Analyzing S-Shaped I-V Characteristics of Solar Cells by Solving Three-Diode Lumped-Parameter Equivalent Circuit Model Explicitly

Abstract In order to analyze and optimize new generation solar cells’ electrostatic performances, lumped-parameter equivalent circuit model is a common method to simulate S-shaped I-V characteristics including linear, exponential, or exponential-like current kinks. Unfortunately, three-diode lumped-parameter model is still inevitable to be solved generally in numerical iteration method. The absence of explicit solution to three-diode lumped-parameter model is actually the main bottleneck of implementing the model into photovoltaic device and circuit simulators in compact. In this paper, to overcome the problem of three-diode model’s implementation into simulators, we proposed an explicit solution to the model based on the regional approach, where high accuracy and low computation time cost are the main features of such a solution.
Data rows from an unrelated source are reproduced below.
use crate::{
	group::GroupEntry, logger, panic_message, recovery, Context, Fault, GroupId, HandlerFunc,
	ResponseSink, Router, RouterGroup,
};
use http::Method;
use std::panic::{self, AssertUnwindSafe};

/// The composition root: owns the route table and the flat list of route groups.
///
/// Routes and middleware are registered through `&mut Engine` before serving; serving only needs
/// `&Engine`, so a built engine can be shared across threads as is.
pub struct Engine {
	pub(crate) router: Router,
	pub(crate) groups: Vec<GroupEntry>,
}

impl Default for Engine {
	fn default() -> Self {
		Self::new()
	}
}

impl Engine {
	/// An engine with an empty root group and no routes.
	pub fn new() -> Self {
		Self {
			router: Router::default(),
			groups: vec![GroupEntry::root()],
		}
	}

	/// An engine whose root group already logs every request and recovers from panics.
	pub fn with_default_middleware() -> Self {
		let mut engine = Self::new();
		engine.use_middleware(logger()).use_middleware(recovery());
		engine
	}

	pub fn router(&self) -> &Router {
		&self.router
	}

	/// The root group; every top-level registration goes through it.
	pub fn root(&mut self) -> RouterGroup<'_> {
		RouterGroup::new(self, GroupId::ROOT)
	}

	pub fn group(&mut self, prefix: &str) -> RouterGroup<'_> {
		let id = self.push_group(GroupId::ROOT, prefix);
		RouterGroup::new(self, id)
	}

	/// Append a child of `parent` to the group list and return its id.
	pub(crate) fn push_group(&mut self, parent: GroupId, prefix: &str) -> GroupId {
		let entry = GroupEntry {
			prefix: format!("{}{}", self.groups[parent.0].prefix, prefix),
			middlewares: vec![],
			parent: Some(parent),
		};
		self.groups.push(entry);
		GroupId(self.groups.len() - 1)
	}

	pub fn group_by_id(&mut self, id: GroupId) -> Option<RouterGroup<'_>> {
		if id.0 < self.groups.len() {
			Some(RouterGroup::new(self, id))
		} else {
			None
		}
	}

	/// Number of groups, the root group included.
	pub fn group_count(&self) -> usize {
		self.groups.len()
	}

	pub fn use_middleware<H>(&mut self, middleware: H) -> &mut Self
	where
		H: Fn(&mut Context) + Send + Sync + 'static,
	{
		self.root().use_middleware(middleware);
		self
	}

	pub fn add_route<H>(&mut self, method: Method, pattern: &str, route: H) -> &mut Self
	where
		H: Fn(&mut Context) + Send + Sync + 'static,
	{
		self.root().add_route(method, pattern, route);
		self
	}

	pub fn get<H>(&mut self, pattern: &str, route: H) -> &mut Self
	where
		H: Fn(&mut Context) + Send + Sync + 'static,
	{
		self.add_route(Method::GET, pattern, route)
	}

	pub fn post<H>(&mut self, pattern: &str, route: H) -> &mut Self
	where
		H: Fn(&mut Context) + Send + Sync + 'static,
	{
		self.add_route(Method::POST, pattern, route)
	}

	pub fn put<H>(&mut self, pattern: &str, route: H) -> &mut Self
	where
		H: Fn(&mut Context) + Send + Sync + 'static,
	{
		self.add_route(Method::PUT, pattern, route)
	}

	pub fn delete<H>(&mut self, pattern: &str, route: H) -> &mut Self
	where
		H: Fn(&mut Context) + Send + Sync + 'static,
	{
		self.add_route(Method::DELETE, pattern, route)
	}

	/// Middlewares of every group whose prefix starts `path`, in group creation order.
	pub fn middlewares_for(&self, path: &str) -> Vec<HandlerFunc> {
		self.groups
			.iter()
			.filter(|group| path.starts_with(&group.prefix))
			.flat_map(|group| group.middlewares.iter().cloned())
			.collect()
	}

	/// Resolve and run `method` `path`, sending the response to `sink`.
	pub fn serve<S: ResponseSink>(
		&self,
		method: Method,
		path: &str,
		sink: &mut S,
	) -> Result<(), Fault> {
		self.dispatch(Context::new(method, path), sink)
	}

	/// Run a prepared context through its middlewares and route.
	///
	/// A panic that no middleware recovers is returned as [`Fault::Panicked`] and nothing is sent
	/// to the sink.
	pub fn dispatch<S: ResponseSink>(&self, mut c: Context, sink: &mut S) -> Result<(), Fault> {
		c.push_handlers(self.middlewares_for(c.path()));

		let outcome = panic::catch_unwind(AssertUnwindSafe(|| self.router.handle(&mut c)));
		if let Err(payload) = outcome {
			let fault = Fault::Panicked {
				method: c.method().clone(),
				path: c.path().to_owned(),
				message: panic_message(&*payload),
			};
			tracing::error!(error = %fault, "unrecovered fault in handler chain");
			return Err(fault);
		}

		sink.send(c.into_response());
		Ok(())
	}
}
Analytical derivation and correction for the solution to transcendent I-V equation in three-diode model leads to high computation accuracy, and avoidance of numerical iteration methods introduces low computation time cost. Finally, numerical iteration results and reconstructed experimental data of solar cells are used to validate the accuracy and applicability of our proposed explicit solution. As a result, high accuracy and efficiency of the explicit solution make it possible to implement three-diode lumped-parameter equivalent circuit model into photovoltaic device and circuit simulators and explain I-V characteristics of new generation solar cells.